Only the lines of the data below from the one with "pub fn with_config(config: Config)" through the one with "saving exercise files" are wanted. Repeat them exactly.

(Records shown begins)

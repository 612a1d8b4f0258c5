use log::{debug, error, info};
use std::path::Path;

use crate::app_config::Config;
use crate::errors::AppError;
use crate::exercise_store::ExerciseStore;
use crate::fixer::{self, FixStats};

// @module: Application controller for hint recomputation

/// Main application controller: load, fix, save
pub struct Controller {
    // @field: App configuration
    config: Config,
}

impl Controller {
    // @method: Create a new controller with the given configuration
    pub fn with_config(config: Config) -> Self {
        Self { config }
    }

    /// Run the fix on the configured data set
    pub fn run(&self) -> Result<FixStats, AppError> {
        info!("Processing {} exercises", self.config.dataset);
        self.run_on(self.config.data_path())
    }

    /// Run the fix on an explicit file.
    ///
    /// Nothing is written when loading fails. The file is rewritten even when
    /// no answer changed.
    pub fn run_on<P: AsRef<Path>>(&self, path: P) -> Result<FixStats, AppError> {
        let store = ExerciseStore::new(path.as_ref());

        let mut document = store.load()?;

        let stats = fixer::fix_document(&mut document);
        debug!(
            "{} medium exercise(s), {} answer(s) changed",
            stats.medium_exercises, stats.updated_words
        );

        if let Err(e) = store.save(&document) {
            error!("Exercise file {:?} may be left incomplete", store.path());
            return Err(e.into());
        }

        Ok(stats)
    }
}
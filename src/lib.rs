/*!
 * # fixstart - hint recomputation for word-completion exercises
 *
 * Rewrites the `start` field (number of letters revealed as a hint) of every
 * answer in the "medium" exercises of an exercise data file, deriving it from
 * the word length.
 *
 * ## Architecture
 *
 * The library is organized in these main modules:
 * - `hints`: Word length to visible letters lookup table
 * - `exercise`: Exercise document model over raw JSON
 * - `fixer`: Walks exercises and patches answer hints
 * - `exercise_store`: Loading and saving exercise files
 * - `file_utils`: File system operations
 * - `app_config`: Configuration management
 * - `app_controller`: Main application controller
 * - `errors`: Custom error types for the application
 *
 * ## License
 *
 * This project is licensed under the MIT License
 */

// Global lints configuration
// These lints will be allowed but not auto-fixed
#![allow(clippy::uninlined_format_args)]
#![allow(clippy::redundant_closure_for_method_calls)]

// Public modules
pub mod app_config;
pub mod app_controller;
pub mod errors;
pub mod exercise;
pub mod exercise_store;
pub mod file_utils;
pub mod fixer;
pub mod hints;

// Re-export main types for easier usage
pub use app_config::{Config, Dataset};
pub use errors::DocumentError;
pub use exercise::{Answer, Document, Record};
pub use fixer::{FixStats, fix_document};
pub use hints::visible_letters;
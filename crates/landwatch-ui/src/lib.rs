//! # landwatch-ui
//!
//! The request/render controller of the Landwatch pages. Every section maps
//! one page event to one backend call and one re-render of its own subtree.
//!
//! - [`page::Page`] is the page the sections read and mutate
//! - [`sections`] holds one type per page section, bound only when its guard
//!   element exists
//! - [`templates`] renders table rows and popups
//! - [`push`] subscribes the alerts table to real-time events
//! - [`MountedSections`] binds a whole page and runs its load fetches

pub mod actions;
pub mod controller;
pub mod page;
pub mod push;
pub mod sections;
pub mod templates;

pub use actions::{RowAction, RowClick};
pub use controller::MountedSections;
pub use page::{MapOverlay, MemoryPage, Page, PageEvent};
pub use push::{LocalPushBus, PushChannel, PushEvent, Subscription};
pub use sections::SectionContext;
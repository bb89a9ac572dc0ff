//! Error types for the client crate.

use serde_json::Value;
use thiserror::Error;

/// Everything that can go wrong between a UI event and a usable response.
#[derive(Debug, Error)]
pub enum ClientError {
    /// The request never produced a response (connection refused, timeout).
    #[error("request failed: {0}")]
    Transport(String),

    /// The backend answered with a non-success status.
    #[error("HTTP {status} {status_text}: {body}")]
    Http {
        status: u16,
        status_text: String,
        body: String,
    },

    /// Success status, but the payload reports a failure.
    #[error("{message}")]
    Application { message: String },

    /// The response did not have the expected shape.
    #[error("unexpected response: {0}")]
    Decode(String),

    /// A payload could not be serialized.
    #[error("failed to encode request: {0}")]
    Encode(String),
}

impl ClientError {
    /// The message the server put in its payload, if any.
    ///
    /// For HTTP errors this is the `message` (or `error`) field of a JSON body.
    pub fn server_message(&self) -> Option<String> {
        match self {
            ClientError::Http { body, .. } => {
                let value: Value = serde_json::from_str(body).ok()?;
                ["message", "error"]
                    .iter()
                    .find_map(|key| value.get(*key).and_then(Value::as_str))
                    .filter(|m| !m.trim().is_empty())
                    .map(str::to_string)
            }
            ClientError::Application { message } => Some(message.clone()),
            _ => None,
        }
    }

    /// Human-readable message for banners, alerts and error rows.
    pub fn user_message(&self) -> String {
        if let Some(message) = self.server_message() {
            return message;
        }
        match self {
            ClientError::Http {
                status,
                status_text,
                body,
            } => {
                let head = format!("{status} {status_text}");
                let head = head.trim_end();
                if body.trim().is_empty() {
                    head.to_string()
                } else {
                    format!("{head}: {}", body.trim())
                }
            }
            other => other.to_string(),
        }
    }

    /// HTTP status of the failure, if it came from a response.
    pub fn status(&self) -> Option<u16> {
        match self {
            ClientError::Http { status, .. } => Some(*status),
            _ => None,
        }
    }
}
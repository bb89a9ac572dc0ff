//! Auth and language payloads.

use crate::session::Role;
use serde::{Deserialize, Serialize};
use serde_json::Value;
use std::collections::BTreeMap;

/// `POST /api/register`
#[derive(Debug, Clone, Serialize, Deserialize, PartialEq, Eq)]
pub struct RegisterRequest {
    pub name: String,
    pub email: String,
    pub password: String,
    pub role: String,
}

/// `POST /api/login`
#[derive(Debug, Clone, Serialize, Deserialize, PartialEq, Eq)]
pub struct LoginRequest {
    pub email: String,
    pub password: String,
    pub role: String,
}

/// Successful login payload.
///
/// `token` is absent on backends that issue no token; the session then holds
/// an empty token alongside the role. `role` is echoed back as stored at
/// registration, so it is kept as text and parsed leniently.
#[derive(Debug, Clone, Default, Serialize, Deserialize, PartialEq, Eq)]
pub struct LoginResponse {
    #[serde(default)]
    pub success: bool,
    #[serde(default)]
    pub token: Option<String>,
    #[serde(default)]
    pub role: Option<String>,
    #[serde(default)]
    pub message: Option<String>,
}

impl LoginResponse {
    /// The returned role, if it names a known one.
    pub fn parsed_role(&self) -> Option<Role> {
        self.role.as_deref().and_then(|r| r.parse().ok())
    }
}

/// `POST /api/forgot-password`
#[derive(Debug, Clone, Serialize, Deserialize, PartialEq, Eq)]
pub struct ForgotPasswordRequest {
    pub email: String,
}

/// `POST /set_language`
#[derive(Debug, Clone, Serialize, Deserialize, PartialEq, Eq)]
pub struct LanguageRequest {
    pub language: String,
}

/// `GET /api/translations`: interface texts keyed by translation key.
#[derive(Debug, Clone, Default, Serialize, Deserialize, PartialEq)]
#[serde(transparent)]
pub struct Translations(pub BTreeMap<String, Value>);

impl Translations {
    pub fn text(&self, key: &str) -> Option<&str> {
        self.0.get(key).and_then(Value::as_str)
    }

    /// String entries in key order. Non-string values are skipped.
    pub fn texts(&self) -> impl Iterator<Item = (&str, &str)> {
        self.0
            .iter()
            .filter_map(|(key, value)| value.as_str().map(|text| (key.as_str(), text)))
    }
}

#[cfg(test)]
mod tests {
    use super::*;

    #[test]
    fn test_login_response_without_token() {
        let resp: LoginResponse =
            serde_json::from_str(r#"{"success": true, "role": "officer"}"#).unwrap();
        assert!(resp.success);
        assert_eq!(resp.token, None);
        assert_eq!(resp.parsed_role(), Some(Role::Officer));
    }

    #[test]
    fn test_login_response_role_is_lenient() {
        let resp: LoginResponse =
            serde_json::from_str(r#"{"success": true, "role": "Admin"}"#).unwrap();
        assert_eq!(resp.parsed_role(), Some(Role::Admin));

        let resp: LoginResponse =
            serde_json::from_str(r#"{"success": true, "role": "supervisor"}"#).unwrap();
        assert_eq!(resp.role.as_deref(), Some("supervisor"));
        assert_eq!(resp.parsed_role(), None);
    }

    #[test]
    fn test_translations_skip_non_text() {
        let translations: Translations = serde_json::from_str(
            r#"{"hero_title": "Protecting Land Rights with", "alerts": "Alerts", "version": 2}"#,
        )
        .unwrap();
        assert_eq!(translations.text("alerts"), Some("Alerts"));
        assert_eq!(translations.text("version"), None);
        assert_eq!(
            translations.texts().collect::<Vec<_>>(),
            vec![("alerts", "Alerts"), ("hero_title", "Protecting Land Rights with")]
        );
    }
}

(Records shown ends)
(Records shown begins)

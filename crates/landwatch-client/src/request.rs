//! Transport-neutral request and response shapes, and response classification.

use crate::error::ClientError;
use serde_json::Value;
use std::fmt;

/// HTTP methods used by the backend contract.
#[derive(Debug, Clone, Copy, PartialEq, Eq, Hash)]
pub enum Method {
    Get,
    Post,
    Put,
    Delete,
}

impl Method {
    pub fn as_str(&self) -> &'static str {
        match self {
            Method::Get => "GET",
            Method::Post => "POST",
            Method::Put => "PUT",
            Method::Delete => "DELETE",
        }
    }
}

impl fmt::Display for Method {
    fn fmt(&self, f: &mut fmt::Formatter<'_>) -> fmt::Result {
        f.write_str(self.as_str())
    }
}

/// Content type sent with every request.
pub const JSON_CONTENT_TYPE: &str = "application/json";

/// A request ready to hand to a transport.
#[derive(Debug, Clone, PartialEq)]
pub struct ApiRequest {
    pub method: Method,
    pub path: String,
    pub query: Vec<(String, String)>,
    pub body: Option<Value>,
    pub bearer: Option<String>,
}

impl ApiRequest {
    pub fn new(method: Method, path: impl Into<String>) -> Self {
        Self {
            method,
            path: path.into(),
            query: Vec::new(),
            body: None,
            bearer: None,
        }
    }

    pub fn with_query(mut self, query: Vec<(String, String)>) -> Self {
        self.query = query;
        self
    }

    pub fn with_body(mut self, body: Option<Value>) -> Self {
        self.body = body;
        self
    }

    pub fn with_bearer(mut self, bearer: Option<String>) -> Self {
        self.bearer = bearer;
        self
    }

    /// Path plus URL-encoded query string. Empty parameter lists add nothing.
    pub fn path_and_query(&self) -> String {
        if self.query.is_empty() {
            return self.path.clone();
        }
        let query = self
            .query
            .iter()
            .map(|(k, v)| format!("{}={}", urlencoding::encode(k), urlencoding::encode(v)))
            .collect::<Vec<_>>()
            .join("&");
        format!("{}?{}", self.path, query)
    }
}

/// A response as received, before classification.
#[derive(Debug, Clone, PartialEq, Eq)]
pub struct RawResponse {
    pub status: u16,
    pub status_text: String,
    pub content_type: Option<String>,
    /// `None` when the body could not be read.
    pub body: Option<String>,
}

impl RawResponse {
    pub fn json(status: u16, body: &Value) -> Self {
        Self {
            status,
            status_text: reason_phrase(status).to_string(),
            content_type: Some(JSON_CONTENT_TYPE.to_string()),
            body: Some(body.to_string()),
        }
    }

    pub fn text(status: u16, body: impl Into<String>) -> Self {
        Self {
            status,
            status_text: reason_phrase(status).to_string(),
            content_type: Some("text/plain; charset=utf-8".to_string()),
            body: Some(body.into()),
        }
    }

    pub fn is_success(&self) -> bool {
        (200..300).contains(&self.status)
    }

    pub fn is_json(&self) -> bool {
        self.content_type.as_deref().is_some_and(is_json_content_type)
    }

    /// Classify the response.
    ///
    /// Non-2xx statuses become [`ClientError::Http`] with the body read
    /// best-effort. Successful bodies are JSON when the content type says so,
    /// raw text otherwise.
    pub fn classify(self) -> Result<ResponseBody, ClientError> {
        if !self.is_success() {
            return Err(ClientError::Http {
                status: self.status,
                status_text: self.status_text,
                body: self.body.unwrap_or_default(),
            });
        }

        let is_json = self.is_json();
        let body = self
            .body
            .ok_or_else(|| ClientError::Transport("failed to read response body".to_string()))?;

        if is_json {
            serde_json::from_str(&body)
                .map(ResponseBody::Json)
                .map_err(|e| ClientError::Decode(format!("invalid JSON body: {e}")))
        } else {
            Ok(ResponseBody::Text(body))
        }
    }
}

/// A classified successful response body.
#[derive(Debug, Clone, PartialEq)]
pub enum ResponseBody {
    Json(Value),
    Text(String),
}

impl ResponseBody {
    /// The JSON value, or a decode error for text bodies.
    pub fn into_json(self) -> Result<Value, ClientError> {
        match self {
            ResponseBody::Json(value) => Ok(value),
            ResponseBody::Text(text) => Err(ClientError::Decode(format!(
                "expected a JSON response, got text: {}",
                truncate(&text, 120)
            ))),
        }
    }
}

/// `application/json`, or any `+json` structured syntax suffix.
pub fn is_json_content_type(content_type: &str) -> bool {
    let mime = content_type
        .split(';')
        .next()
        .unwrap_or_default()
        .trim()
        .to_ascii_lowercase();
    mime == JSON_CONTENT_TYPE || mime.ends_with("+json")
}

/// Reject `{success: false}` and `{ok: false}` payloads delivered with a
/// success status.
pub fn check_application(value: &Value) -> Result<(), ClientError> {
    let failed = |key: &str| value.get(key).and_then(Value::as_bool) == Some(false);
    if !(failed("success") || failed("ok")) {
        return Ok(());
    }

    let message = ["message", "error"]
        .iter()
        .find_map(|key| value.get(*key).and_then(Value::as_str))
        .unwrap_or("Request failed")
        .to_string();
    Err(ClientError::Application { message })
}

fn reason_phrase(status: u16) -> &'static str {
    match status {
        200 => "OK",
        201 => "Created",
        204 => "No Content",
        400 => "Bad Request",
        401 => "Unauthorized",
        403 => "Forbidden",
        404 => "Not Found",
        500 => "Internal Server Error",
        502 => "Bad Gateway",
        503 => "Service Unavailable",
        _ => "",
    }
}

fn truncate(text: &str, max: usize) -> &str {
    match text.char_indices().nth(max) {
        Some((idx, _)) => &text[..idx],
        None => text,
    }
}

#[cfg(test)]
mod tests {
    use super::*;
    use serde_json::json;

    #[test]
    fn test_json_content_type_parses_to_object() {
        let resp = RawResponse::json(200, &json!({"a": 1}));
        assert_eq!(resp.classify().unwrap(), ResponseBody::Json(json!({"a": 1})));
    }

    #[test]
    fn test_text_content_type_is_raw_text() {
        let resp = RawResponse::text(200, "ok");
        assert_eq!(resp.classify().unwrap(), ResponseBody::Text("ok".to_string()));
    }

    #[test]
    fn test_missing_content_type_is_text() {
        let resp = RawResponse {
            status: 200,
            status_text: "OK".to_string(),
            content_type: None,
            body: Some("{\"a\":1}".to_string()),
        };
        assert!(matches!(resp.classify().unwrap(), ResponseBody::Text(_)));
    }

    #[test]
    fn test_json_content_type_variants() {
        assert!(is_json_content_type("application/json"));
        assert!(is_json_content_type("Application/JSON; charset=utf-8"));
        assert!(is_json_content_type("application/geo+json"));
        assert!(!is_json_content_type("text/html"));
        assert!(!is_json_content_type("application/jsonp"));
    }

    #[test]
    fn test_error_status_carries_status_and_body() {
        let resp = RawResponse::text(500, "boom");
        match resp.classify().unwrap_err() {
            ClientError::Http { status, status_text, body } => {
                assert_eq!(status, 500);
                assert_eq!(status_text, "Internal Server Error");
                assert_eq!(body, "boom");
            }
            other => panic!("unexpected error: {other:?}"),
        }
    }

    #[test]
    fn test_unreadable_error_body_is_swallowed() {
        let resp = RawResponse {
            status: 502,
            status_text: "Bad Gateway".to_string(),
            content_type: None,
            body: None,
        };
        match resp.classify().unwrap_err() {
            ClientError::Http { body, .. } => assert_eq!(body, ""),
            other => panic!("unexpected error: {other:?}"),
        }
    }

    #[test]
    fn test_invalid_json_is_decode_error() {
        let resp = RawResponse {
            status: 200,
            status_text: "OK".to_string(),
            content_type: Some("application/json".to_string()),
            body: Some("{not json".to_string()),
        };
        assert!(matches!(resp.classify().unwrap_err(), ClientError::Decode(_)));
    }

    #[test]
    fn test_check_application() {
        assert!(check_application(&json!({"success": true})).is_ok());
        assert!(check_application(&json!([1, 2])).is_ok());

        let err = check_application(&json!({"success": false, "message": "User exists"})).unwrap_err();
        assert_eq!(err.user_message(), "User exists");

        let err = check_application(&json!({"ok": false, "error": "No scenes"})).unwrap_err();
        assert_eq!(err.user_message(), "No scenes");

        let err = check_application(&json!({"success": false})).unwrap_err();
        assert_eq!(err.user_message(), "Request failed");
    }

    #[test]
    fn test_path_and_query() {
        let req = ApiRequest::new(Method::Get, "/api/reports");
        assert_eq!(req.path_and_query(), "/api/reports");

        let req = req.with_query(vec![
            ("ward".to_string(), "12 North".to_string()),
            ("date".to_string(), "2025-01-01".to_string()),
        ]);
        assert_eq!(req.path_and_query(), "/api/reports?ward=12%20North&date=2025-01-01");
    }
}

(Records shown ends)

* [Exercise output]:
    pub fn with_config(config: Config) -> Self {
        Self { config }
    }

    /// Run the fix on the configured data set
    pub fn run(&self) -> Result<FixStats, AppError> {
        info!("Processing {} exercises", self.config.dataset);
        self.run_on(self.config.data_path())
    }

    /// Run the fix on an explicit file.
    ///
    /// Nothing is written when loading fails. The file is rewritten even when
    /// no answer changed.
    pub fn run_on<P: AsRef<Path>>(&self, path: P) -> Result<FixStats, AppError> {
        let store = ExerciseStore::new(path.as_ref());

        let mut document = store.load()?;

        let stats = fixer::fix_document(&mut document);
        debug!(
            "{} medium exercise(s), {} answer(s) changed",
            stats.medium_exercises, stats.updated_words
        );

        if let Err(e) = store.save(&document) {
            error!("Exercise file {:?} may be left incomplete", store.path());
            return Err(e.into());
        }

        Ok(stats)
    }
}
filename src/lib.rs
/*!
 * # fixstart - hint recomputation for word-completion exercises
 *
 * Rewrites the `start` field (number of letters revealed as a hint) of every
 * answer in the "medium" exercises of an exercise data file, deriving it from
 * the word length.
 *
 * ## Architecture
 *
 * The library is organized in these main modules:
 * - `hints`: Word length to visible letters lookup table
 * - `exercise`: Exercise document model over raw JSON
 * - `fixer`: Walks exercises and patches answer hints
 * - `exercise_store`: Loading and saving exercise files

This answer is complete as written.